▸ **Exercise aim**
Take every line containing "impl" out of the records.

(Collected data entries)
//! API Configuration Module
//!
//! Configuration for CORS and stats defaults, loaded from environment
//! variables with sensible defaults for development.

// ============================================================================
// API CONFIGURATION
// ============================================================================

/// API configuration for CORS and stats defaults.
#[derive(Debug, Clone)]
pub struct ApiConfig {
    /// Allowed CORS origins (comma-separated in env var).
    /// Empty means allow all origins (dev mode).
    pub cors_origins: Vec<String>,

    /// Max age for CORS preflight cache in seconds.
    pub cors_max_age_secs: u64,

    /// Weekly workout target reported by the weekly stats endpoint.
    pub weekly_workout_target: u32,

    /// Default number of measurements in the body metrics report when the
    /// request does not pass `limit`.
    pub body_metrics_limit: usize,
}

impl Default for ApiConfig {
    fn default() -> Self {
        Self {
            cors_origins: Vec::new(),
            cors_max_age_secs: 86400,
            weekly_workout_target: 5,
            body_metrics_limit: 12,
        }
    }
}

impl ApiConfig {
    /// Create ApiConfig from environment variables.
    ///
    /// Environment variables:
    /// - `VITAL_CORS_ORIGINS`: Comma-separated allowed origins (empty = allow all)
    /// - `VITAL_CORS_MAX_AGE_SECS`: Preflight cache duration (default: 86400)
    /// - `VITAL_WEEKLY_WORKOUT_TARGET`: Weekly workout goal (default: 5)
    /// - `VITAL_BODY_METRICS_LIMIT`: Default measurement window size (default: 12)
    pub fn from_env() -> Self {
        let defaults = Self::default();

        let cors_origins = std::env::var("VITAL_CORS_ORIGINS")
            .ok()
            .map(|s| {
                s.split(',')
                    .map(|o| o.trim().to_string())
                    .filter(|o| !o.is_empty())
                    .collect()
            })
            .unwrap_or_default();

        let cors_max_age_secs = std::env::var("VITAL_CORS_MAX_AGE_SECS")
            .ok()
            .and_then(|s| s.parse().ok())
            .unwrap_or(defaults.cors_max_age_secs);

        let weekly_workout_target = std::env::var("VITAL_WEEKLY_WORKOUT_TARGET")
            .ok()
            .and_then(|s| s.parse().ok())
            .unwrap_or(defaults.weekly_workout_target);

        let body_metrics_limit = std::env::var("VITAL_BODY_METRICS_LIMIT")
            .ok()
            .and_then(|s| s.parse().ok())
            .unwrap_or(defaults.body_metrics_limit);

        Self {
            cors_origins,
            cors_max_age_secs,
            weekly_workout_target,
            body_metrics_limit,
        }
    }

    /// Check if running in production mode (strict CORS).
    pub fn is_production(&self) -> bool {
        !self.cors_origins.is_empty()
    }
}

▸ **Answer to this task**
impl Default for ApiConfig {
impl ApiConfig {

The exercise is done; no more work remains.